# avant classical composers of black africa



## deprofundis (Apr 25, 2014)

After seeing* the last king of Scotland* based on fameous dictator life Idi Amin Dada,* i found out the music in the movie was interresting*. i wanna get the soundtrack of the movie by the way. *Than i Wonder since i like eclectic music if they were people into 11 tones ,atonalism, minimalism in black africa in other world modernist that kept african sonority *of jambe or whatever in there orchestral works alive?

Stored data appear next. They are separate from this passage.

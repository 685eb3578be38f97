//! Modified Arrhenius rate constants.

use ck_core::constants::R_UNIVERSAL;
use ck_mechanism::Arrhenius;

/// Largest exponent passed to `exp`; `e^690` is still finite in f64.
pub const MAX_EXP_ARG: f64 = 690.0;

/// `exp(x)` with `x` clamped to `[-MAX_EXP_ARG, MAX_EXP_ARG]`. NaN passes through.
#[inline]
pub(crate) fn clamped_exp(x: f64) -> f64 {
    let x = if x > MAX_EXP_ARG {
        MAX_EXP_ARG
    } else if x < -MAX_EXP_ARG {
        -MAX_EXP_ARG
    } else {
        x
    };
    x.exp()
}

/// `k = A·T^b·exp(−Ea/(R·T))`, evaluated in log space.
///
/// Temperatures at or below zero are lifted to the smallest positive f64 so
/// that `T → 0` gives a finite (usually zero) rate instead of overflowing.
#[inline]
pub fn rate_constant(rate: &Arrhenius, t: f64) -> f64 {
    if rate.a == 0.0 {
        return 0.0;
    }
    let t = if t < f64::MIN_POSITIVE { f64::MIN_POSITIVE } else { t };
    let mut arg = rate.a.ln();
    if rate.b != 0.0 {
        arg += rate.b * t.ln();
    }
    if rate.ea != 0.0 {
        arg -= rate.ea / (R_UNIVERSAL * t);
    }
    clamped_exp(arg)
}
//! Built-in mechanisms.
//!
//! `san_diego_h2` is the nine-species San Diego hydrogen/oxygen mechanism
//! with N2 as an inert diluent. Rate parameters are given in the customary
//! CGS/calorie units and converted to SI on a kmol basis at construction.

use crate::builder::MechanismBuilder;
use crate::description::MechanismDescription;
use crate::nasa7::Nasa7;
use crate::reaction::{Arrhenius, ReactionDescription, Troe};

/// Model name reported by the San Diego kernel.
pub const SAN_DIEGO_H2_NAME: &str = "san_diego_h2";

/// Species order of the San Diego kernel.
pub const SAN_DIEGO_H2_SPECIES: [&str; 9] = ["H2", "H", "O2", "O", "OH", "HO2", "H2O2", "H2O", "N2"];

// Element atomic weights [kg/kmol]; species weights follow from composition.
const W_H: f64 = 1.00794;
const W_O: f64 = 15.9994;
const W_N: f64 = 14.0067;

/// Collision efficiencies shared by the simple three-body reactions.
const THIRD_BODY_EFF: [(&str, f64); 2] = [("H2", 2.5), ("H2O", 12.0)];

fn cgs(a: f64, b: f64, ea_cal: f64, order: i32) -> Arrhenius {
    Arrhenius::from_cgs(a, b, ea_cal, order)
}

fn reversible(
    equation: &str,
    reactants: &[(&str, f64)],
    products: &[(&str, f64)],
    rate: Arrhenius,
) -> ReactionDescription {
    ReactionDescription::reversible(equation, reactants, products, rate)
}

/// The San Diego H2/O2 mechanism: 9 species, 24 reactions (3 duplicates).
pub fn san_diego_h2() -> MechanismDescription {
    let mut b = MechanismBuilder::new(SAN_DIEGO_H2_NAME);

    b.add_species(
        "H2",
        2.0 * W_H,
        Nasa7::new(
            200.0,
            1000.0,
            3500.0,
            [
                2.34433112e+00, 7.98052075e-03, -1.94781510e-05, 2.01572094e-08, -7.37611761e-12,
                -9.17935173e+02, 6.83010238e-01,
            ],
            [
                3.33727920e+00, -4.94024731e-05, 4.99456778e-07, -1.79566394e-10, 2.00255376e-14,
                -9.50158922e+02, -3.20502331e+00,
            ],
        ),
    );
    b.add_species(
        "H",
        W_H,
        Nasa7::new(
            200.0,
            1000.0,
            3500.0,
            [
                2.50000000e+00, 7.05332819e-13, -1.99591964e-15, 2.30081632e-18, -9.27732332e-22,
                2.54736599e+04, -4.46682853e-01,
            ],
            [
                2.50000001e+00, -2.30842973e-11, 1.61561948e-14, -4.73515235e-18, 4.98197357e-22,
                2.54736599e+04, -4.46682914e-01,
            ],
        ),
    );
    b.add_species(
        "O2",
        2.0 * W_O,
        Nasa7::new(
            200.0,
            1000.0,
            3500.0,
            [
                3.78245636e+00, -2.99673416e-03, 9.84730201e-06, -9.68129509e-09, 3.24372837e-12,
                -1.06394356e+03, 3.65767573e+00,
            ],
            [
                3.28253784e+00, 1.48308754e-03, -7.57966669e-07, 2.09470555e-10, -2.16717794e-14,
                -1.08845772e+03, 5.45323129e+00,
            ],
        ),
    );
    b.add_species(
        "O",
        W_O,
        Nasa7::new(
            200.0,
            1000.0,
            3500.0,
            [
                3.16826710e+00, -3.27931884e-03, 6.64306396e-06, -6.12806624e-09, 2.11265971e-12,
                2.91222592e+04, 2.05193346e+00,
            ],
            [
                2.56942078e+00, -8.59741137e-05, 4.19484589e-08, -1.00177799e-11, 1.22833691e-15,
                2.92175791e+04, 4.78433864e+00,
            ],
        ),
    );
    b.add_species(
        "OH",
        W_O + W_H,
        Nasa7::new(
            200.0,
            1000.0,
            6000.0,
            [
                3.99198424e+00, -2.40106655e-03, 4.61664033e-06, -3.87916306e-09, 1.36319502e-12,
                3.36889836e+03, -1.03998477e-01,
            ],
            [
                2.83853033e+00, 1.10741289e-03, -2.94000209e-07, 4.20698729e-11, -2.42289890e-15,
                3.69780808e+03, 5.84494652e+00,
            ],
        ),
    );
    b.add_species(
        "HO2",
        W_H + 2.0 * W_O,
        Nasa7::new(
            200.0,
            1000.0,
            3500.0,
            [
                4.30179801e+00, -4.74912051e-03, 2.11582891e-05, -2.42763894e-08, 9.29225124e-12,
                2.94808040e+02, 3.71666245e+00,
            ],
            [
                4.01721090e+00, 2.23982013e-03, -6.33658150e-07, 1.14246370e-10, -1.07908535e-14,
                1.11856713e+02, 3.78510215e+00,
            ],
        ),
    );
    b.add_species(
        "H2O2",
        2.0 * W_H + 2.0 * W_O,
        Nasa7::new(
            200.0,
            1000.0,
            3500.0,
            [
                4.27611269e+00, -5.42822417e-04, 1.67335701e-05, -2.15770813e-08, 8.62454363e-12,
                -1.77025821e+04, 3.43505074e+00,
            ],
            [
                4.16500285e+00, 4.90831694e-03, -1.90139225e-06, 3.71185986e-10, -2.87908305e-14,
                -1.78617877e+04, 2.91615662e+00,
            ],
        ),
    );
    b.add_species(
        "H2O",
        2.0 * W_H + W_O,
        Nasa7::new(
            200.0,
            1000.0,
            3500.0,
            [
                4.19864056e+00, -2.03643410e-03, 6.52040211e-06, -5.48797062e-09, 1.77197817e-12,
                -3.02937267e+04, -8.49032208e-01,
            ],
            [
                3.03399249e+00, 2.17691804e-03, -1.64072518e-07, -9.70419870e-11, 1.68200992e-14,
                -3.00042971e+04, 4.96677010e+00,
            ],
        ),
    );
    b.add_species(
        "N2",
        2.0 * W_N,
        Nasa7::new(
            200.0,
            1000.0,
            6000.0,
            [
                3.53100528e+00, -1.23660988e-04, -5.02999433e-07, 2.43530612e-09, -1.40881235e-12,
                -1.04697628e+03, 2.96747038e+00,
            ],
            [
                2.95257637e+00, 1.39690040e-03, -4.92631603e-07, 7.86010195e-11, -4.60755204e-15,
                -9.23948688e+02, 5.87188762e+00,
            ],
        ),
    );

    // Chain branching and propagation
    b.add_reaction(reversible(
        "H + O2 <=> OH + O",
        &[("H", 1.0), ("O2", 1.0)],
        &[("OH", 1.0), ("O", 1.0)],
        cgs(3.52e16, -0.7, 17069.79, 2),
    ));
    b.add_reaction(reversible(
        "H2 + O <=> OH + H",
        &[("H2", 1.0), ("O", 1.0)],
        &[("OH", 1.0), ("H", 1.0)],
        cgs(5.06e4, 2.67, 6290.63, 2),
    ));
    b.add_reaction(reversible(
        "H2 + OH <=> H2O + H",
        &[("H2", 1.0), ("OH", 1.0)],
        &[("H2O", 1.0), ("H", 1.0)],
        cgs(1.17e9, 1.3, 3635.28, 2),
    ));
    b.add_reaction(reversible(
        "H2O + O <=> 2 OH",
        &[("H2O", 1.0), ("O", 1.0)],
        &[("OH", 2.0)],
        cgs(7.6, 3.84, 12779.64, 2),
    ));

    // Recombination
    b.add_reaction(
        reversible(
            "2 H + M <=> H2 + M",
            &[("H", 2.0)],
            &[("H2", 1.0)],
            cgs(1.3e18, -1.0, 0.0, 3),
        )
        .with_third_body(&THIRD_BODY_EFF),
    );
    b.add_reaction(
        reversible(
            "H + OH + M <=> H2O + M",
            &[("H", 1.0), ("OH", 1.0)],
            &[("H2O", 1.0)],
            cgs(4.0e22, -2.0, 0.0, 3),
        )
        .with_third_body(&THIRD_BODY_EFF),
    );
    b.add_reaction(
        reversible(
            "2 O + M <=> O2 + M",
            &[("O", 2.0)],
            &[("O2", 1.0)],
            cgs(6.17e15, -0.5, 0.0, 3),
        )
        .with_third_body(&THIRD_BODY_EFF),
    );
    b.add_reaction(
        reversible(
            "H + O + M <=> OH + M",
            &[("H", 1.0), ("O", 1.0)],
            &[("OH", 1.0)],
            cgs(4.71e18, -1.0, 0.0, 3),
        )
        .with_third_body(&THIRD_BODY_EFF),
    );
    b.add_reaction(
        reversible(
            "O + OH + M <=> HO2 + M",
            &[("O", 1.0), ("OH", 1.0)],
            &[("HO2", 1.0)],
            cgs(8.0e15, 0.0, 0.0, 3),
        )
        .with_third_body(&THIRD_BODY_EFF),
    );
    b.add_reaction(
        reversible(
            "H + O2 (+M) <=> HO2 (+M)",
            &[("H", 1.0), ("O2", 1.0)],
            &[("HO2", 1.0)],
            cgs(4.65e12, 0.44, 0.0, 2),
        )
        .with_falloff(
            cgs(5.75e19, -1.4, 0.0, 3),
            &[("H2", 2.5), ("H2O", 16.0)],
            Some(Troe {
                a: 0.5,
                t3: 1e-30,
                t1: 1e30,
                t2: None,
            }),
        ),
    );

    // HO2 consumption
    b.add_reaction(reversible(
        "HO2 + H <=> 2 OH",
        &[("HO2", 1.0), ("H", 1.0)],
        &[("OH", 2.0)],
        cgs(7.08e13, 0.0, 294.93, 2),
    ));
    b.add_reaction(reversible(
        "HO2 + H <=> H2 + O2",
        &[("HO2", 1.0), ("H", 1.0)],
        &[("H2", 1.0), ("O2", 1.0)],
        cgs(1.66e13, 0.0, 822.9, 2),
    ));
    b.add_reaction(reversible(
        "HO2 + H <=> H2O + O",
        &[("HO2", 1.0), ("H", 1.0)],
        &[("H2O", 1.0), ("O", 1.0)],
        cgs(3.1e13, 0.0, 1720.84, 2),
    ));
    b.add_reaction(reversible(
        "HO2 + O <=> OH + O2",
        &[("HO2", 1.0), ("O", 1.0)],
        &[("OH", 1.0), ("O2", 1.0)],
        cgs(2.0e13, 0.0, 0.0, 2),
    ));
    b.add_reaction(reversible(
        "HO2 + OH <=> H2O + O2",
        &[("HO2", 1.0), ("OH", 1.0)],
        &[("H2O", 1.0), ("O2", 1.0)],
        cgs(7.0e12, 0.0, -1094.65, 2),
    ));
    b.add_reaction(reversible(
        "HO2 + OH <=> H2O + O2",
        &[("HO2", 1.0), ("OH", 1.0)],
        &[("H2O", 1.0), ("O2", 1.0)],
        cgs(4.5e14, 0.0, 10929.73, 2),
    ));

    // H2O2 formation and consumption
    b.add_reaction(
        reversible(
            "2 OH (+M) <=> H2O2 (+M)",
            &[("OH", 2.0)],
            &[("H2O2", 1.0)],
            cgs(9.55e13, -0.27, 0.0, 2),
        )
        .with_falloff(
            cgs(2.76e25, -3.2, 0.0, 3),
            &[("H2", 2.5), ("H2O", 6.0)],
            Some(Troe {
                a: 0.57,
                t3: 1e30,
                t1: 1e-30,
                t2: None,
            }),
        ),
    );
    b.add_reaction(reversible(
        "2 HO2 <=> H2O2 + O2",
        &[("HO2", 2.0)],
        &[("H2O2", 1.0), ("O2", 1.0)],
        cgs(1.03e14, 0.0, 11042.07, 2),
    ));
    b.add_reaction(reversible(
        "2 HO2 <=> H2O2 + O2",
        &[("HO2", 2.0)],
        &[("H2O2", 1.0), ("O2", 1.0)],
        cgs(1.94e11, 0.0, -1408.94, 2),
    ));
    b.add_reaction(reversible(
        "H2O2 + H <=> HO2 + H2",
        &[("H2O2", 1.0), ("H", 1.0)],
        &[("HO2", 1.0), ("H2", 1.0)],
        cgs(2.3e13, 0.0, 7950.05, 2),
    ));
    b.add_reaction(reversible(
        "H2O2 + H <=> H2O + OH",
        &[("H2O2", 1.0), ("H", 1.0)],
        &[("H2O", 1.0), ("OH", 1.0)],
        cgs(1.0e13, 0.0, 3585.09, 2),
    ));
    b.add_reaction(reversible(
        "H2O2 + OH <=> H2O + HO2",
        &[("H2O2", 1.0), ("OH", 1.0)],
        &[("H2O", 1.0), ("HO2", 1.0)],
        cgs(1.74e12, 0.0, 318.12, 2),
    ));
    b.add_reaction(reversible(
        "H2O2 + OH <=> H2O + HO2",
        &[("H2O2", 1.0), ("OH", 1.0)],
        &[("H2O", 1.0), ("HO2", 1.0)],
        cgs(7.59e13, 0.0, 7272.94, 2),
    ));
    b.add_reaction(reversible(
        "H2O2 + O <=> HO2 + OH",
        &[("H2O2", 1.0), ("O", 1.0)],
        &[("HO2", 1.0), ("OH", 1.0)],
        cgs(9.63e6, 2.0, 3991.4, 2),
    ));

    b.finish()
}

I recall a fake compilation made by* Whitehouse *leader called *extreme music from africa *all do it was interresting it were bogus, since none of the artist existed , they were all made up name by Bennet(from whitehouse).So what the real deal lady and gentelmen, any real compilation have been made on avant-composer from black africa_.I specify black africa since northern african or magrebi and there music not the same._

That all folks hope you enjoy this post :tiphat:


----------



## ptr (Jan 22, 2013)

I would love to extend my collection with Classical music from Africa, besides a few White South African's, Africa is a dark continent (pun intended) for Classical music in my collection!

/ptr


----------



## Art Rock (Nov 28, 2009)

Two names to explore perhaps:
Foday Musa Suso from Gambia.
Justinian Tamusuza from Uganda.

I have heard nothing from them except their works on the Kronos Quartet Pieces of Africa CD.


----------



## Musicforawhile (Oct 10, 2014)

Tunde Jegede is a highly thought of British/West African musician. I saw him playing in a wonderful concert in London.

This is Tunde playing: 





The African Ensemble with Tunde, playing the African instruments the 'kora' (a 21 stringed harp lute) and 'riti'/'goje'(like a violin with one or two strings):






Habib koite ' I ka bara' which I came across from Vista music library :lol:






I am also compiling some West African songs with me as the vocalist. Need African instrumentalists...i will put up a post about that soon.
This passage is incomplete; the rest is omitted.